- Task details -
Copy, from the material below, each line that contains the word "StateRepository".

- Task material -
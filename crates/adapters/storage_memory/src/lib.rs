//! # hbnb-adapter-storage-memory
//!
//! Volatile storage adapter: every repository port backed by hash maps
//! behind one mutex.
//!
//! ## Responsibilities
//! - Implement the repository port traits defined in `hbnb-app::ports`
//! - Mirror the relational adapter's cascade rules (state → cities → places,
//!   user → places) so both backends behave the same
//!
//! ## Dependency rule
//! Depends on `hbnb-app` (for port traits) and `hbnb-domain` (for domain types).
//! The lock is never held across an `.await`.

use std::collections::HashMap;
use std::future::{self, Future};
use std::sync::{Arc, Mutex, MutexGuard, PoisonError};

use hbnb_app::ports::{
    AmenityRepository, CityRepository, ObjectCounter, PlaceRepository, StateRepository,
    UserRepository,
};
use hbnb_domain::amenity::Amenity;
use hbnb_domain::city::City;
use hbnb_domain::error::HbnbError;
use hbnb_domain::id::{AmenityId, CityId, PlaceId, StateId, UserId};
use hbnb_domain::kind::EntityKind;
use hbnb_domain::place::Place;
use hbnb_domain::state::State;
use hbnb_domain::time::Timestamp;
use hbnb_domain::user::User;

#[derive(Debug, Default)]
struct Tables {
    states: HashMap<StateId, State>,
    cities: HashMap<CityId, City>,
    amenities: HashMap<AmenityId, Amenity>,
    users: HashMap<UserId, User>,
    places: HashMap<PlaceId, Place>,
}

impl Tables {
    fn remove_places_where(&mut self, predicate: impl Fn(&Place) -> bool) {
        self.places.retain(|_, place| !predicate(place));
    }

    fn remove_city(&mut self, id: CityId) {
        if self.cities.remove(&id).is_some() {
            self.remove_places_where(|p| p.city_id == id);
        }
    }
}

/// Clone the matching rows, oldest first.
fn in_creation_order<'a, T: Clone + 'a>(
    rows: impl Iterator<Item = &'a T>,
    created_at: fn(&T) -> Timestamp,
) -> Vec<T> {
    let mut rows: Vec<T> = rows.cloned().collect();
    rows.sort_by_key(created_at);
    rows
}

/// In-memory storage shared by every clone.
///
/// One value implements all repository ports, so the same handle can be
/// passed to every service.
#[derive(Debug, Clone, Default)]
pub struct InMemoryStorage {
    tables: Arc<Mutex<Tables>>,
}

impl InMemoryStorage {
    /// Create an empty store.
    #[must_use]
    pub fn new() -> Self {
        Self::default()
    }

    fn lock(&self) -> MutexGuard<'_, Tables> {
        // every mutation is a plain map operation, poisoning carries no meaning
        self.tables.lock().unwrap_or_else(PoisonError::into_inner)
    }
}

impl StateRepository for InMemoryStorage {
    fn create(&self, state: State) -> impl Future<Output = Result<State, HbnbError>> + Send {
        self.lock().states.insert(state.id, state.clone());
        future::ready(Ok(state))
    }

    fn get_by_id(
        &self,
        id: StateId,
    ) -> impl Future<Output = Result<Option<State>, HbnbError>> + Send {
        future::ready(Ok(self.lock().states.get(&id).cloned()))
    }

    fn get_all(&self) -> impl Future<Output = Result<Vec<State>, HbnbError>> + Send {
        future::ready(Ok(in_creation_order(
            self.lock().states.values(),
            |s: &State| s.created_at,
        )))
    }

    fn update(&self, state: State) -> impl Future<Output = Result<State, HbnbError>> + Send {
        self.lock().states.insert(state.id, state.clone());
        future::ready(Ok(state))
    }

    fn delete(&self, id: StateId) -> impl Future<Output = Result<(), HbnbError>> + Send {
        let mut tables = self.lock();
        if tables.states.remove(&id).is_some() {
            let cities: Vec<CityId> = tables
                .cities
                .values()
                .filter(|c| c.state_id == id)
                .map(|c| c.id)
                .collect();
            for city in cities {
                tables.remove_city(city);
            }
        }
        future::ready(Ok(()))
    }
}

impl CityRepository for InMemoryStorage {
    fn create(&self, city: City) -> impl Future<Output = Result<City, HbnbError>> + Send {
        self.lock().cities.insert(city.id, city.clone());
        future::ready(Ok(city))
    }

    fn get_by_id(
        &self,
        id: CityId,
    ) -> impl Future<Output = Result<Option<City>, HbnbError>> + Send {
        future::ready(Ok(self.lock().cities.get(&id).cloned()))
    }

    fn get_all(&self) -> impl Future<Output = Result<Vec<City>, HbnbError>> + Send {
        future::ready(Ok(in_creation_order(
            self.lock().cities.values(),
            |c: &City| c.created_at,
        )))
    }

    fn find_by_state_id(
        &self,
        state_id: StateId,
    ) -> impl Future<Output = Result<Vec<City>, HbnbError>> + Send {
        let cities = in_creation_order(
            self.lock().cities.values().filter(|c| c.state_id == state_id),
            |c: &City| c.created_at,
        );
        future::ready(Ok(cities))
    }

    fn update(&self, city: City) -> impl Future<Output = Result<City, HbnbError>> + Send {
        self.lock().cities.insert(city.id, city.clone());
        future::ready(Ok(city))
    }

    fn delete(&self, id: CityId) -> impl Future<Output = Result<(), HbnbError>> + Send {
        self.lock().remove_city(id);
        future::ready(Ok(()))
    }
}

impl AmenityRepository for InMemoryStorage {
    fn create(&self, amenity: Amenity) -> impl Future<Output = Result<Amenity, HbnbError>> + Send {
        self.lock().amenities.insert(amenity.id, amenity.clone());
        future::ready(Ok(amenity))
    }

    fn get_by_id(
        &self,
        id: AmenityId,
    ) -> impl Future<Output = Result<Option<Amenity>, HbnbError>> + Send {
        future::ready(Ok(self.lock().amenities.get(&id).cloned()))
    }

    fn get_all(&self) -> impl Future<Output = Result<Vec<Amenity>, HbnbError>> + Send {
        future::ready(Ok(in_creation_order(
            self.lock().amenities.values(),
            |a: &Amenity| a.created_at,
        )))
    }

    fn update(&self, amenity: Amenity) -> impl Future<Output = Result<Amenity, HbnbError>> + Send {
        self.lock().amenities.insert(amenity.id, amenity.clone());
        future::ready(Ok(amenity))
    }

    fn delete(&self, id: AmenityId) -> impl Future<Output = Result<(), HbnbError>> + Send {
        self.lock().amenities.remove(&id);
        future::ready(Ok(()))
    }
}

impl UserRepository for InMemoryStorage {
    fn create(&self, user: User) -> impl Future<Output = Result<User, HbnbError>> + Send {
        self.lock().users.insert(user.id, user.clone());
        future::ready(Ok(user))
    }

    fn get_by_id(
        &self,
        id: UserId,
    ) -> impl Future<Output = Result<Option<User>, HbnbError>> + Send {
        future::ready(Ok(self.lock().users.get(&id).cloned()))
    }

    fn get_all(&self) -> impl Future<Output = Result<Vec<User>, HbnbError>> + Send {
        future::ready(Ok(in_creation_order(
            self.lock().users.values(),
            |u: &User| u.created_at,
        )))
    }

    fn update(&self, user: User) -> impl Future<Output = Result<User, HbnbError>> + Send {
        self.lock().users.insert(user.id, user.clone());
        future::ready(Ok(user))
    }

    fn delete(&self, id: UserId) -> impl Future<Output = Result<(), HbnbError>> + Send {
        let mut tables = self.lock();
        if tables.users.remove(&id).is_some() {
            tables.remove_places_where(|p| p.user_id == id);
        }
        future::ready(Ok(()))
    }
}

impl PlaceRepository for InMemoryStorage {
    fn create(&self, place: Place) -> impl Future<Output = Result<Place, HbnbError>> + Send {
        self.lock().places.insert(place.id, place.clone());
        future::ready(Ok(place))
    }

    fn get_by_id(
        &self,
        id: PlaceId,
    ) -> impl Future<Output = Result<Option<Place>, HbnbError>> + Send {
        future::ready(Ok(self.lock().places.get(&id).cloned()))
    }

    fn get_all(&self) -> impl Future<Output = Result<Vec<Place>, HbnbError>> + Send {
        future::ready(Ok(in_creation_order(
            self.lock().places.values(),
            |p: &Place| p.created_at,
        )))
    }

    fn find_by_city_id(
        &self,
        city_id: CityId,
    ) -> impl Future<Output = Result<Vec<Place>, HbnbError>> + Send {
        let places = in_creation_order(
            self.lock().places.values().filter(|p| p.city_id == city_id),
            |p: &Place| p.created_at,
        );
        future::ready(Ok(places))
    }

    fn update(&self, place: Place) -> impl Future<Output = Result<Place, HbnbError>> + Send {
        self.lock().places.insert(place.id, place.clone());
        future::ready(Ok(place))
    }

    fn delete(&self, id: PlaceId) -> impl Future<Output = Result<(), HbnbError>> + Send {
        self.lock().places.remove(&id);
        future::ready(Ok(()))
    }
}

impl ObjectCounter for InMemoryStorage {
    fn count(&self, kind: EntityKind) -> impl Future<Output = Result<u64, HbnbError>> + Send {
        let tables = self.lock();
        let len = match kind {
            EntityKind::Amenity => tables.amenities.len(),
            EntityKind::City => tables.cities.len(),
            EntityKind::Place => tables.places.len(),
            // no review resource exists, nothing ever stores one here
            EntityKind::Review => 0,
            EntityKind::State => tables.states.len(),
            EntityKind::User => tables.users.len(),
        };
        tracing::trace!(%kind, len, "counted objects");
        future::ready(Ok(len as u64))
    }
}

- Expected answer -
    AmenityRepository, CityRepository, ObjectCounter, PlaceRepository, StateRepository,
impl StateRepository for InMemoryStorage {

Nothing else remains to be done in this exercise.